**EXERCISE GOAL**
Filter the records below for the word "text". Keep each line that has it.

[Start of section]

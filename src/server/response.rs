use crate::handler::HandlerResponse;
use may_minihttp::Response;
use once_cell::sync::Lazy;
use std::collections::HashSet;
use std::sync::{Mutex, PoisonError};
use tracing::warn;

/// Lines written without allocation.
const STATIC_LINES: &[&str] = &[
    "Content-Type: application/json",
    "Content-Type: text/html; charset=utf-8",
    "Content-Type: text/plain; charset=utf-8",
    "Content-Type: text/css",
    "Content-Type: application/javascript",
    "Content-Type: application/octet-stream",
    "Content-Type: image/png",
    "Content-Type: image/svg+xml",
    "Content-Type: image/x-icon",
    "WWW-Authenticate: Basic",
    "WWW-Authenticate: Bearer",
];

/// Headers whose values come from a small closed set (media types, method
/// lists), so their lines may be interned.
const INTERNED_NAMES: &[&str] = &["Content-Type", "Allow", "WWW-Authenticate"];

/// Upper bound on distinct interned lines.
const MAX_INTERNED_LINES: usize = 256;

/// `may_minihttp` only accepts `&'static str` header lines. Each interned line
/// is leaked once; the set never grows past [`MAX_INTERNED_LINES`].
static HEADER_LINES: Lazy<Mutex<HashSet<&'static str>>> = Lazy::new(|| Mutex::new(HashSet::new()));

pub fn status_reason(status: u16) -> &'static str {
    match status {
        200 => "OK",
        201 => "Created",
        202 => "Accepted",
        204 => "No Content",
        301 => "Moved Permanently",
        302 => "Found",
        304 => "Not Modified",
        400 => "Bad Request",
        401 => "Unauthorized",
        403 => "Forbidden",
        404 => "Not Found",
        405 => "Method Not Allowed",
        409 => "Conflict",
        415 => "Unsupported Media Type",
        422 => "Unprocessable Entity",
        500 => "Internal Server Error",
        503 => "Service Unavailable",
        _ => "OK",
    }
}

fn static_line(name: &str, value: &str) -> Option<&'static str> {
    STATIC_LINES.iter().copied().find(|line| {
        line.split_once(": ")
            .is_some_and(|(n, v)| n.eq_ignore_ascii_case(name) && v == value)
    })
}

fn intern(lines: &mut HashSet<&'static str>, line: String) -> Option<&'static str> {
    if let Some(existing) = lines.get(line.as_str()).copied() {
        return Some(existing);
    }
    if lines.len() >= MAX_INTERNED_LINES {
        return None;
    }
    let leaked: &'static str = Box::leak(line.into_boxed_str());
    lines.insert(leaked);
    Some(leaked)
}

/// The wire line for a header, or `None` when it cannot be written.
///
/// Only [`INTERNED_NAMES`] are accepted. Values with CR or LF are refused.
fn header_line(name: &str, value: &str) -> Option<&'static str> {
    if value.contains(['\r', '\n']) || name.contains(['\r', '\n', ':']) {
        return None;
    }
    if let Some(line) = static_line(name, value) {
        return Some(line);
    }
    let name = INTERNED_NAMES
        .iter()
        .copied()
        .find(|n| n.eq_ignore_ascii_case(name))?;
    let mut lines = HEADER_LINES.lock().unwrap_or_else(PoisonError::into_inner);
    intern(&mut lines, format!("{name}: {value}"))
}

/// Write `hr` to the wire response.
///
/// Headers outside the interned set are dropped with a warning.
pub fn write_handler_response(res: &mut Response, hr: HandlerResponse) {
    res.status_code(usize::from(hr.status), status_reason(hr.status));
    for (name, value) in &hr.headers {
        match header_line(name, value) {
            Some(line) => {
                res.header(line);
            }
            None => warn!(header = %name, "Response header not written"),
        }
    }
    res.body_vec(hr.body);
}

[End of section]

**ANSWER BELOW**
    "Content-Type: text/html; charset=utf-8",
    "Content-Type: text/plain; charset=utf-8",
    "Content-Type: text/css",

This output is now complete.